Le joueur de 31 ans explique que ce départ a été particulièrement difficile à accepter. Plus que le défi sportif, c’est l’idée de quitter une ville où il se sentait aimé et respecté qui l’a profondément marqué, au point de douter jusqu’au dernier moment.
Giannis Antetokounmpo se livre sur son choix de rejoindre le Heat
Au moment d’évoquer ses sentiments, le nouveau joueur du Heat n’a pas cherché à masquer ses émotions : « J’ai peur. Vraiment, j’ai peur. J’ai peur du changement. J’ai peur que l’herbe ne soit pas plus verte ailleurs. Ici, les gens m’aiment, ils me respectent, ils me laissent être moi-même dans cette ville, et j’ai peur de ne jamais retrouver ça un jour. »
Malgré ces craintes, Giannis explique qu’une autre pensée revenait sans cesse dans son esprit. Son désir de rejouer les premiers rôles en playoffs l’a progressivement convaincu qu’il devait tenter quelque chose de nouveau : « C’est une réflexion que j’ai tous les jours. Le soir, sous la douche, je me demande parfois si je n’ai pas attendu trop longtemps. Je vois des joueurs aller loin en playoffs et je me dis que si je change d’équipe, j’aurai peut-être une meilleure occasion de vivre ça et de partir à la conquête d’un autre championnat. »

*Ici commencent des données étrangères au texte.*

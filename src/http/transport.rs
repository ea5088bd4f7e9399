//! Usage: Bare HTTP transport mapping response statuses to typed errors.

use crate::http::request::{HttpMethod, HttpRequest};
use crate::shared::error::NetworkError;
use crate::shared::security::sanitize_error_body_snippet;
use async_trait::async_trait;
use bytes::Bytes;
use std::time::Duration;

const CONNECT_TIMEOUT: Duration = Duration::from_secs(10);
const ACCEPT_HEADER: &str = "Accept";
const ACCEPT_JSON: &str = "application/json";

/// One request in, one typed outcome out. No retries live here; the
/// authenticated executor owns those.
#[async_trait]
pub trait HttpClient: Send + Sync {
    async fn perform(&self, request: HttpRequest) -> Result<Bytes, NetworkError>;
}

pub struct ReqwestHttpClient {
    client: reqwest::Client,
}

impl ReqwestHttpClient {
    /// Wrap an existing reqwest client (shared pools, custom proxies).
    pub fn new(client: reqwest::Client) -> Self {
        Self { client }
    }
}

impl Default for ReqwestHttpClient {
    fn default() -> Self {
        let client = reqwest::Client::builder()
            .user_agent(concat!("fellowship/", env!("CARGO_PKG_VERSION")))
            .connect_timeout(CONNECT_TIMEOUT)
            .build()
            .unwrap_or_else(|err| {
                tracing::warn!("http client builder failed, using defaults: {}", err);
                reqwest::Client::new()
            });
        Self { client }
    }
}

#[async_trait]
impl HttpClient for ReqwestHttpClient {
    async fn perform(&self, request: HttpRequest) -> Result<Bytes, NetworkError> {
        let url = request.make_url()?;
        let method = match request.method {
            HttpMethod::Get => reqwest::Method::GET,
            HttpMethod::Post => reqwest::Method::POST,
        };

        let mut builder = self
            .client
            .request(method, url)
            .header(ACCEPT_HEADER, ACCEPT_JSON);
        for (name, value) in &request.headers {
            builder = builder.header(name, value);
        }
        if let Some(body) = &request.body {
            builder = builder.body(body.clone());
        }

        let response = builder.send().await.map_err(|err| {
            tracing::warn!(
                host = %request.host,
                path = %request.path,
                "request dispatch failed: {}",
                err
            );
            NetworkError::InvalidResponse
        })?;

        let status = response.status().as_u16();
        if let Err(mapped) = map_status(status) {
            // Surface a redacted snippet of the error body for diagnostics
            // before the payload is dropped.
            let body = response.text().await.unwrap_or_default();
            tracing::debug!(
                host = %request.host,
                path = %request.path,
                status = status,
                body = %sanitize_error_body_snippet(&body),
                "request failed with error status"
            );
            return Err(mapped);
        }

        response.bytes().await.map_err(|err| {
            tracing::warn!(
                host = %request.host,
                path = %request.path,
                "response body read failed: {}",
                err
            );
            NetworkError::InvalidResponse
        })
    }
}

/// 1xx/2xx/3xx pass through; everything else becomes a typed error.
pub(crate) fn map_status(status: u16) -> Result<(), NetworkError> {
    match status {
        code if !(100..600).contains(&code) => Err(NetworkError::InvalidResponse),
        401 => Err(NetworkError::Unauthorized),
        404 => Err(NetworkError::NotFound),
        code if (400..500).contains(&code) => Err(NetworkError::BadRequest(code)),
        503 => Err(NetworkError::ServiceUnavailable),
        code if (500..600).contains(&code) => Err(NetworkError::BadResponse(code)),
        _ => Ok(()),
    }
}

Le double MVP reconnaît également qu’il ne voulait pas terminer sa carrière avec des regrets. Selon lui, ne pas essayer aurait été encore plus difficile à accepter que l’idée d’échouer ailleurs : « C’est ce que je veux vraiment. Et j’ai peur que, lorsque j’aurai 37 ou 38 ans et que je prendrai ma retraite, je me demande : « Pourquoi n’as-tu pas pris ce risque ? » Les gens ne comprennent pas que c’est justement un risque. »

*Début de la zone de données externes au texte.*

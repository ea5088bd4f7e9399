//! Usage: Process-wide session state: the `(token, user)` pair plus its
//! durable mirrors.
//!
//! One `RwLock` guards the pair so readers never observe a token without its
//! matching issue stamp, or a user without the token that authorized it.
//! The refresh token is mirrored to the secure store and the user profile to
//! the profile store; both mirrors are best-effort on write (a storage
//! hiccup must not fail a successful grant) and authoritative on cold start.

use crate::oauth::token::AuthToken;
use crate::session::user::User;
use crate::shared::lock_ext::RwLockExt;
use crate::shared::security::mask_token;
use crate::storage::{ProfileStore, SecureStore, StorageError};
use std::sync::{Arc, RwLock};

pub const REFRESH_TOKEN_KEY: &str = "oauth.refresh_token";

#[derive(Default)]
struct SessionInner {
    token: Option<AuthToken>,
    user: Option<User>,
}

pub struct UserSession {
    inner: RwLock<SessionInner>,
    secure: Arc<dyn SecureStore>,
    profiles: Arc<dyn ProfileStore>,
}

impl UserSession {
    pub fn new(secure: Arc<dyn SecureStore>, profiles: Arc<dyn ProfileStore>) -> Self {
        Self {
            inner: RwLock::new(SessionInner::default()),
            secure,
            profiles,
        }
    }

    /// A user is only considered logged in once their profile is installed,
    /// which in turn requires a token.
    pub fn is_logged_in(&self) -> bool {
        self.inner.read_or_recover().user.is_some()
    }

    pub fn current_user(&self) -> Option<User> {
        self.inner.read_or_recover().user.clone()
    }

    /// Snapshot of the current credential, taken under one read guard.
    pub fn token(&self) -> Option<AuthToken> {
        self.inner.read_or_recover().token.clone()
    }

    pub fn access_token(&self) -> Option<String> {
        self.inner
            .read_or_recover()
            .token
            .as_ref()
            .map(|t| t.access_token.clone())
    }

    pub fn token_type(&self) -> Option<String> {
        self.inner
            .read_or_recover()
            .token
            .as_ref()
            .map(|t| t.token_type.clone())
    }

    pub fn issued_at_ms(&self) -> Option<i64> {
        self.inner
            .read_or_recover()
            .token
            .as_ref()
            .map(|t| t.issued_at_ms)
    }

    /// The refresh token, falling back to the secure store when no token is
    /// held in memory (cold start).
    pub fn refresh_token(&self) -> Option<String> {
        if let Some(token) = self.inner.read_or_recover().token.as_ref() {
            return Some(token.refresh_token.clone());
        }
        match self.secure.get(REFRESH_TOKEN_KEY) {
            Ok(value) => Some(value),
            Err(StorageError::NotFound) => None,
            Err(err) => {
                tracing::warn!("secure store read failed: {}", err);
                None
            }
        }
    }

    /// Install a freshly granted token and mirror its refresh token.
    pub fn set_token(&self, token: AuthToken) {
        let refresh_token = token.refresh_token.clone();
        tracing::debug!(
            access_token = %mask_token(&token.access_token),
            issued_at_ms = token.issued_at_ms,
            "session token replaced"
        );
        self.inner.write_or_recover().token = Some(token);

        if let Err(err) = self.secure.set(REFRESH_TOKEN_KEY, &refresh_token) {
            tracing::warn!("refresh token not persisted: {}", err);
        }
    }

    /// Install the authenticated user. Silently a no-op without a token:
    /// login without a prior grant is invalid by construction.
    pub fn login_user(&self, user: User) {
        {
            let mut inner = self.inner.write_or_recover();
            if inner.token.is_none() {
                tracing::warn!("login_user ignored: no token in session");
                return;
            }
            inner.user = Some(user.clone());
        }

        if let Err(err) = self.profiles.save(&user) {
            tracing::warn!("user profile not persisted: {}", err);
        }
    }

    /// Cold-start path: re-install the persisted profile as the current
    /// user. Same guard as [`UserSession::login_user`] — a token must
    /// already be present (i.e. a refresh grant has succeeded).
    pub fn restore_user(&self) -> Option<User> {
        let stored = match self.profiles.load() {
            Ok(stored) => stored?,
            Err(err) => {
                tracing::warn!("stored profile unreadable: {}", err);
                return None;
            }
        };

        let mut inner = self.inner.write_or_recover();
        if inner.token.is_none() {
            tracing::warn!("restore_user ignored: no token in session");
            return None;
        }
        inner.user = Some(stored.clone());
        Some(stored)
    }

    /// Clear the pair atomically and drop both durable mirrors.
    pub fn logout(&self) {
        {
            let mut inner = self.inner.write_or_recover();
            inner.token = None;
            inner.user = None;
        }

        if let Err(err) = self.secure.delete(REFRESH_TOKEN_KEY) {
            tracing::warn!("stored refresh token not deleted: {}", err);
        }
        if let Err(err) = self.profiles.clear() {
            tracing::warn!("stored profile not deleted: {}", err);
        }
        tracing::info!("session logged out");
    }
}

Pour conclure, Giannis Antetokounmpo a établi un parallèle avec les sacrifices déjà consentis par sa famille lorsqu’il était plus jeune. À ses yeux, cette nouvelle étape s’inscrit dans la même logique : « Le changement fait peur, M. Jim. Le changement fait peur. Ce n’est pas facile. C’était pareil lorsque nous avons changé notre vie pour offrir un avenir meilleur à ma famille. J’avais peur pour mes frères, pour mes parents, mais je me suis dit qu’il fallait le faire. Aujourd’hui, ce sentiment est le même. »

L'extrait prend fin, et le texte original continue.